● **Exercise requirements**
Each record is to be transcribed in full and exactly.

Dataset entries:
##########
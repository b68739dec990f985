//! Operations for multi-op requests

use kvmap_common::{Bin, Bins};

/// One step of an `operate` request.
///
/// All operations of a request apply atomically to a single record, and
/// the record's generation increases once per request that writes.
#[derive(Clone, Debug, PartialEq)]
pub enum Operation {
    /// Set a bin
    Put(Bin),
    /// Add an integer to a bin (missing bins count as 0)
    Add(Bin),
    /// Append a string to a bin
    Append(Bin),
    /// Prepend a string to a bin
    Prepend(Bin),
    /// Reset the record's expiration without touching its bins
    Touch,
    /// Read all bins (after any writes in the same request)
    Get,
    /// Read generation and expiration only
    GetHeader,
}

impl Operation {
    /// Whether the operation modifies the record
    #[must_use]
    pub const fn is_write(&self) -> bool {
        matches!(
            self,
            Self::Put(_) | Self::Add(_) | Self::Append(_) | Self::Prepend(_) | Self::Touch
        )
    }

    /// One `Put` per bin, followed by `tail`
    #[must_use]
    pub fn puts(bins: &Bins, tail: &[Self]) -> Vec<Self> {
        bins.iter()
            .cloned()
            .map(Self::Put)
            .chain(tail.iter().cloned())
            .collect()
    }
}
//! Record converter
//!
//! Entity -> bins on the write path, record -> entity on the read path.
//! Both directions are pure functions of their inputs.

use crate::metadata::EntityMetadata;
use kvmap_common::{Bins, Error, Expiration, Record, Result, StoreKey, Value};
use serde::de::DeserializeOwned;
use tracing::trace;

/// Everything needed to write one entity
#[derive(Clone, Debug, PartialEq)]
pub struct WriteData {
    pub key: StoreKey,
    /// Persistable fields in declaration order; never contains the version
    pub bins: Bins,
    pub expiration: Expiration,
    /// Version the entity carried before the write
    pub version: Option<u32>,
}

/// Read-only view of a stored record handed to entity readers
pub struct RecordView<'a> {
    key: &'a StoreKey,
    record: &'a Record,
    type_name: &'static str,
}

impl<'a> RecordView<'a> {
    #[must_use]
    pub const fn new(key: &'a StoreKey, record: &'a Record, type_name: &'static str) -> Self {
        Self {
            key,
            record,
            type_name,
        }
    }

    /// The entity identifier the record is stored under
    #[must_use]
    pub fn id(&self) -> &str {
        self.key.user_key()
    }

    #[must_use]
    pub const fn key(&self) -> &StoreKey {
        self.key
    }

    #[must_use]
    pub const fn generation(&self) -> u32 {
        self.record.generation
    }

    /// Raw bin value
    #[must_use]
    pub fn value(&self, name: &str) -> Option<&Value> {
        self.record.get(name)
    }

    /// Decode a bin into a typed field. A missing bin decodes like `Nil`,
    /// so `Option<_>` fields read back as `None`.
    pub fn get<D: DeserializeOwned>(&self, name: &str) -> Result<D> {
        self.record
            .get(name)
            .unwrap_or(&Value::Nil)
            .decode()
            .map_err(|e| Error::conversion(format!("{}.{name}: {e}", self.type_name)))
    }
}

/// Converts between entities and store records for one namespace
#[derive(Clone, Debug)]
pub struct RecordConverter {
    namespace: String,
}

impl RecordConverter {
    pub fn new(namespace: impl Into<String>) -> Self {
        Self {
            namespace: namespace.into(),
        }
    }

    #[must_use]
    pub fn namespace(&self) -> &str {
        &self.namespace
    }

    /// Key of the record holding entity `id` of type `T`
    pub fn key_for<T>(&self, meta: &EntityMetadata<T>, id: &str) -> Result<StoreKey> {
        if id.is_empty() {
            return Err(Error::invalid_argument(format!(
                "{}: id must not be empty",
                meta.type_name()
            )));
        }
        Ok(StoreKey::new(&self.namespace, meta.set_name(), id))
    }

    /// Build the write-side record of an entity
    pub fn to_record<T>(&self, meta: &EntityMetadata<T>, entity: &T) -> Result<WriteData> {
        let key = self.key_for(meta, &meta.id_of(entity))?;
        let mut bins = Bins::new();
        for (name, value) in meta.field_values(entity) {
            let value = value.map_err(|e| match e {
                Error::Conversion(msg) => {
                    Error::conversion(format!("{}.{name}: {msg}", meta.type_name()))
                }
                other => other,
            })?;
            bins.set(name, value);
        }
        trace!("Converted {} into {} bins", key, bins.len());
        Ok(WriteData {
            key,
            bins,
            expiration: meta.expiration_of(entity),
            version: meta.version_of(entity),
        })
    }

    /// Rehydrate an entity. Absence is `Ok(None)`, never an error.
    ///
    /// The version field, if declared, receives the record generation and
    /// the expiration field receives the seconds left before expiry.
    pub fn from_record<T>(
        &self,
        meta: &EntityMetadata<T>,
        key: &StoreKey,
        record: Option<&Record>,
    ) -> Result<Option<T>> {
        record.map(|r| self.read(meta, key, r)).transpose()
    }

    /// Rehydrate an entity from a record known to exist
    pub fn read<T>(&self, meta: &EntityMetadata<T>, key: &StoreKey, record: &Record) -> Result<T> {
        let view = RecordView::new(key, record, meta.type_name());
        let mut entity = meta.read(&view)?;
        meta.set_version(&mut entity, record.generation);
        // 0 on a read means the record has no expiry
        let remaining = (record.expiration > 0).then_some(record.expiration);
        meta.set_expiration(&mut entity, remaining);
        Ok(entity)
    }
}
##########
● **Answer area**
repository b68739dec990f985
//! Operations for multi-op requests

use kvmap_common::{Bin, Bins};

/// One step of an `operate` request.
///
/// All operations of a request apply atomically to a single record, and
/// the record's generation increases once per request that writes.
#[derive(Clone, Debug, PartialEq)]
pub enum Operation {
    /// Set a bin
    Put(Bin),
    /// Add an integer to a bin (missing bins count as 0)
    Add(Bin),
    /// Append a string to a bin
    Append(Bin),
    /// Prepend a string to a bin
    Prepend(Bin),
    /// Reset the record's expiration without touching its bins
    Touch,
    /// Read all bins (after any writes in the same request)
    Get,
    /// Read generation and expiration only
    GetHeader,
}

impl Operation {
    /// Whether the operation modifies the record
    #[must_use]
    pub const fn is_write(&self) -> bool {
        matches!(
            self,
            Self::Put(_) | Self::Add(_) | Self::Append(_) | Self::Prepend(_) | Self::Touch
        )
    }

    /// One `Put` per bin, followed by `tail`
    #[must_use]
    pub fn puts(bins: &Bins, tail: &[Self]) -> Vec<Self> {
        bins.iter()
            .cloned()
            .map(Self::Put)
            .chain(tail.iter().cloned())
            .collect()
    }
}
//! Record converter
//!
//! Entity -> bins on the write path, record -> entity on the read path.
//! Both directions are pure functions of their inputs.

use crate::metadata::EntityMetadata;
use kvmap_common::{Bins, Error, Expiration, Record, Result, StoreKey, Value};
use serde::de::DeserializeOwned;
use tracing::trace;

/// Everything needed to write one entity
#[derive(Clone, Debug, PartialEq)]
pub struct WriteData {
    pub key: StoreKey,
    /// Persistable fields in declaration order; never contains the version
    pub bins: Bins,
    pub expiration: Expiration,
    /// Version the entity carried before the write
    pub version: Option<u32>,
}

/// Read-only view of a stored record handed to entity readers
pub struct RecordView<'a> {
    key: &'a StoreKey,
    record: &'a Record,
    type_name: &'static str,
}

impl<'a> RecordView<'a> {
    #[must_use]
    pub const fn new(key: &'a StoreKey, record: &'a Record, type_name: &'static str) -> Self {
        Self {
            key,
            record,
            type_name,
        }
    }

    /// The entity identifier the record is stored under
    #[must_use]
    pub fn id(&self) -> &str {
        self.key.user_key()
    }

    #[must_use]
    pub const fn key(&self) -> &StoreKey {
        self.key
    }

    #[must_use]
    pub const fn generation(&self) -> u32 {
        self.record.generation
    }

    /// Raw bin value
    #[must_use]
    pub fn value(&self, name: &str) -> Option<&Value> {
        self.record.get(name)
    }

    /// Decode a bin into a typed field. A missing bin decodes like `Nil`,
    /// so `Option<_>` fields read back as `None`.
    pub fn get<D: DeserializeOwned>(&self, name: &str) -> Result<D> {
        self.record
            .get(name)
            .unwrap_or(&Value::Nil)
            .decode()
            .map_err(|e| Error::conversion(format!("{}.{name}: {e}", self.type_name)))
    }
}

/// Converts between entities and store records for one namespace
#[derive(Clone, Debug)]
pub struct RecordConverter {
    namespace: String,
}

impl RecordConverter {
    pub fn new(namespace: impl Into<String>) -> Self {
        Self {
            namespace: namespace.into(),
        }
    }

    #[must_use]
    pub fn namespace(&self) -> &str {
        &self.namespace
    }

    /// Key of the record holding entity `id` of type `T`
    pub fn key_for<T>(&self, meta: &EntityMetadata<T>, id: &str) -> Result<StoreKey> {
        if id.is_empty() {
            return Err(Error::invalid_argument(format!(
                "{}: id must not be empty",
                meta.type_name()
            )));
        }
        Ok(StoreKey::new(&self.namespace, meta.set_name(), id))
    }

    /// Build the write-side record of an entity
    pub fn to_record<T>(&self, meta: &EntityMetadata<T>, entity: &T) -> Result<WriteData> {
        let key = self.key_for(meta, &meta.id_of(entity))?;
        let mut bins = Bins::new();
        for (name, value) in meta.field_values(entity) {
            let value = value.map_err(|e| match e {
                Error::Conversion(msg) => {
                    Error::conversion(format!("{}.{name}: {msg}", meta.type_name()))
                }
                other => other,
            })?;
            bins.set(name, value);
        }
        trace!("Converted {} into {} bins", key, bins.len());
        Ok(WriteData {
            key,
            bins,
            expiration: meta.expiration_of(entity),
            version: meta.version_of(entity),
        })
    }

    /// Rehydrate an entity. Absence is `Ok(None)`, never an error.
    ///
    /// The version field, if declared, receives the record generation and
    /// the expiration field receives the seconds left before expiry.
    pub fn from_record<T>(
        &self,
        meta: &EntityMetadata<T>,
        key: &StoreKey,
        record: Option<&Record>,
    ) -> Result<Option<T>> {
        record.map(|r| self.read(meta, key, r)).transpose()
    }

    /// Rehydrate an entity from a record known to exist
    pub fn read<T>(&self, meta: &EntityMetadata<T>, key: &StoreKey, record: &Record) -> Result<T> {
        let view = RecordView::new(key, record, meta.type_name());
        let mut entity = meta.read(&view)?;
        meta.set_version(&mut entity, record.generation);
        // 0 on a read means the record has no expiry
        let remaining = (record.expiration > 0).then_some(record.expiration);
        meta.set_expiration(&mut entity, remaining);
        Ok(entity)
    }
}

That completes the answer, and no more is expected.